• [Available data]:
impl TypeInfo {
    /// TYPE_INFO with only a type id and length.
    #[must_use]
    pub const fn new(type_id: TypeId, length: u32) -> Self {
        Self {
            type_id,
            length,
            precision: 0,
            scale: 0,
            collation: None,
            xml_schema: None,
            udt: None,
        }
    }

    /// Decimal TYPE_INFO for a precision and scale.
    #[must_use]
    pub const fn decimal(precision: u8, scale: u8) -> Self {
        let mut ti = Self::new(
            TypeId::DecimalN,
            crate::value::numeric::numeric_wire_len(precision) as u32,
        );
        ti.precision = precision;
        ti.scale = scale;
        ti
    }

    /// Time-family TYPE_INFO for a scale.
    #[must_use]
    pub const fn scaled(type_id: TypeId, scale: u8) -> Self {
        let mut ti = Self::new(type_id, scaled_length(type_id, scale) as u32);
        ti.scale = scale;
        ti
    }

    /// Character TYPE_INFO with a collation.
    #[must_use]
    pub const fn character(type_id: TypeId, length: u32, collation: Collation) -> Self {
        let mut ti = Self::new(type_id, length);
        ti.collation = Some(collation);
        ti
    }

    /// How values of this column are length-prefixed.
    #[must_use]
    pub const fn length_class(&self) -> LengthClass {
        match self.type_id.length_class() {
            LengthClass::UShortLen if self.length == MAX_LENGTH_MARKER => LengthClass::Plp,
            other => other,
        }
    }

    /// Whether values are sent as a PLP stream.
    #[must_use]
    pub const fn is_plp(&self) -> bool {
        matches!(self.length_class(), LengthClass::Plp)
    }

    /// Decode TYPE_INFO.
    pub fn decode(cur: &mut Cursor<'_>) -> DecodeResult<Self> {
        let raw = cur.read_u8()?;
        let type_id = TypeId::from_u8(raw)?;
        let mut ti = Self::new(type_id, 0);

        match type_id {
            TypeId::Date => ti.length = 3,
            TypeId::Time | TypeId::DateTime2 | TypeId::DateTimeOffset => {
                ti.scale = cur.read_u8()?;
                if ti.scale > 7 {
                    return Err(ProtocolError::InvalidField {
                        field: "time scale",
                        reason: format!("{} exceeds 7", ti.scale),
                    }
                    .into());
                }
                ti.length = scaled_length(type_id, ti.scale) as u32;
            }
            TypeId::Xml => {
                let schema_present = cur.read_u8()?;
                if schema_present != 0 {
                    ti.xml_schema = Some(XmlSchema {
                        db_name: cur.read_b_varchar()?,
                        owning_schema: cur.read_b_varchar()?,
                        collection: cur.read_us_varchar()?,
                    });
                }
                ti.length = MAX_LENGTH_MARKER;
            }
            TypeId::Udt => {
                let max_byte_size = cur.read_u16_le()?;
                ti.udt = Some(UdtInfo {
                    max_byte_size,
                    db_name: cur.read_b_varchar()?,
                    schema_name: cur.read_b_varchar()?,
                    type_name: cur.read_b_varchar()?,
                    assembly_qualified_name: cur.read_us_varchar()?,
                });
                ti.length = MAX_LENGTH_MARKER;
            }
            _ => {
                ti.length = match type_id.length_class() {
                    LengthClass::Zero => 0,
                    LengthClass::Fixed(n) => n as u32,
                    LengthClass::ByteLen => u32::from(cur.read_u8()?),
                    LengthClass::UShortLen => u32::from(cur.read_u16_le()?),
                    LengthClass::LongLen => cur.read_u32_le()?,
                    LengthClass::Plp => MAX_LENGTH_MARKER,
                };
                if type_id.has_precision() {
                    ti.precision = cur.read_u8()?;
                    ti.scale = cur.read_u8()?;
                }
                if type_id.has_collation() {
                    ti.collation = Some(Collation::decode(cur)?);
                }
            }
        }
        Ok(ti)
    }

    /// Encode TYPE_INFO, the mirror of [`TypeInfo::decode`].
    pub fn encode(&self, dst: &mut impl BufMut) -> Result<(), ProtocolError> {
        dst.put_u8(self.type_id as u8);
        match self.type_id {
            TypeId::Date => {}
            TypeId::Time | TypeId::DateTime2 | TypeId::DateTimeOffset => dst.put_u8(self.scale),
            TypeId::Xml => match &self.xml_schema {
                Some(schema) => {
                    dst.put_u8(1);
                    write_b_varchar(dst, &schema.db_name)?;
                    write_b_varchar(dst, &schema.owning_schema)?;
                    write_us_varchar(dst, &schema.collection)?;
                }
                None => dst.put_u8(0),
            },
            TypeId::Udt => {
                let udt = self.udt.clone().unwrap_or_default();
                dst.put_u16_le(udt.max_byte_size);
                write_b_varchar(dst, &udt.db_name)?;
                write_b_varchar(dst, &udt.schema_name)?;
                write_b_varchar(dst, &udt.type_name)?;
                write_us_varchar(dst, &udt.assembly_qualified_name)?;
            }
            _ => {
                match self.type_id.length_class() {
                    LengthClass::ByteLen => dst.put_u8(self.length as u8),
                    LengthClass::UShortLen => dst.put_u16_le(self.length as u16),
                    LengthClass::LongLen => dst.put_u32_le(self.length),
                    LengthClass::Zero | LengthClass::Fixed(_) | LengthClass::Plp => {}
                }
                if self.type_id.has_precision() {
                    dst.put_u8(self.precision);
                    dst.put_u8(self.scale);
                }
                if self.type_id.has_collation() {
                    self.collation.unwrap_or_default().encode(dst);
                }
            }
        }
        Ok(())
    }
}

==

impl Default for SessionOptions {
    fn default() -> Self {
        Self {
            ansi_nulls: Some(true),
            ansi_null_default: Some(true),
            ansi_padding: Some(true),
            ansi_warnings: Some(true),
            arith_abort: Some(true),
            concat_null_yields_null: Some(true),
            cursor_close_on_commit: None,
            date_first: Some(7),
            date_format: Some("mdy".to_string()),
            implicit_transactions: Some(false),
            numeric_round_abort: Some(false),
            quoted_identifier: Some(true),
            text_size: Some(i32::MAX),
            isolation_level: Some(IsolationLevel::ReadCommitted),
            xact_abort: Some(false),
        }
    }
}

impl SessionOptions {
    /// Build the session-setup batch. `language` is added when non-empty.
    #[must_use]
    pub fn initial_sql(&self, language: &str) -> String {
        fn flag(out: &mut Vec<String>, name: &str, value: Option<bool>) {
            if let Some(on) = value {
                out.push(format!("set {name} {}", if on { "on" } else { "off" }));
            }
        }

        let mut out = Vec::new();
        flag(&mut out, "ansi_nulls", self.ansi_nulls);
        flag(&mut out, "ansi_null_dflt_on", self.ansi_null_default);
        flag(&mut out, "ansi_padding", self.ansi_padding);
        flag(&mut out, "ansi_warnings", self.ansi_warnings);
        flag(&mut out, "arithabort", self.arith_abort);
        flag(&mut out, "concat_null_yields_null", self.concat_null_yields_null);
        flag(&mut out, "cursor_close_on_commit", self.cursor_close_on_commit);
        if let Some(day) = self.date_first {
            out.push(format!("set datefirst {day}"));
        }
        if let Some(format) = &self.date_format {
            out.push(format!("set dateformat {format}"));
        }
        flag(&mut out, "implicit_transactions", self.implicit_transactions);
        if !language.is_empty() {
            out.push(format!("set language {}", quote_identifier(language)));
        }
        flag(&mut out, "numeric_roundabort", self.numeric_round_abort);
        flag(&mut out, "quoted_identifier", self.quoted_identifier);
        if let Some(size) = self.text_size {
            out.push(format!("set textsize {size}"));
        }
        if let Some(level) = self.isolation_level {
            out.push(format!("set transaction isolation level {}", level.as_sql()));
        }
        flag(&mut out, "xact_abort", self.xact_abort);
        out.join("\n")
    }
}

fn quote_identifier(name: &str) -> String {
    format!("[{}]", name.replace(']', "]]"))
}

• [Work order]: Could you set down, exactly as written, the lines above between the one holding "ti.udt = Some(UdtInfo" and the one holding "dst.put_u16_le(udt.max_byte_size);", inclusive, and nothing more?

• [Your response]:
                ti.udt = Some(UdtInfo {
                    max_byte_size,
                    db_name: cur.read_b_varchar()?,
                    schema_name: cur.read_b_varchar()?,
                    type_name: cur.read_b_varchar()?,
                    assembly_qualified_name: cur.read_us_varchar()?,
                });
                ti.length = MAX_LENGTH_MARKER;
            }
            _ => {
                ti.length = match type_id.length_class() {
                    LengthClass::Zero => 0,
                    LengthClass::Fixed(n) => n as u32,
                    LengthClass::ByteLen => u32::from(cur.read_u8()?),
                    LengthClass::UShortLen => u32::from(cur.read_u16_le()?),
                    LengthClass::LongLen => cur.read_u32_le()?,
                    LengthClass::Plp => MAX_LENGTH_MARKER,
                };
                if type_id.has_precision() {
                    ti.precision = cur.read_u8()?;
                    ti.scale = cur.read_u8()?;
                }
                if type_id.has_collation() {
                    ti.collation = Some(Collation::decode(cur)?);
                }
            }
        }
        Ok(ti)
    }

    /// Encode TYPE_INFO, the mirror of [`TypeInfo::decode`].
    pub fn encode(&self, dst: &mut impl BufMut) -> Result<(), ProtocolError> {
        dst.put_u8(self.type_id as u8);
        match self.type_id {
            TypeId::Date => {}
            TypeId::Time | TypeId::DateTime2 | TypeId::DateTimeOffset => dst.put_u8(self.scale),
            TypeId::Xml => match &self.xml_schema {
                Some(schema) => {
                    dst.put_u8(1);
                    write_b_varchar(dst, &schema.db_name)?;
                    write_b_varchar(dst, &schema.owning_schema)?;
                    write_us_varchar(dst, &schema.collection)?;
                }
                None => dst.put_u8(0),
            },
            TypeId::Udt => {
                let udt = self.udt.clone().unwrap_or_default();
                dst.put_u16_le(udt.max_byte_size);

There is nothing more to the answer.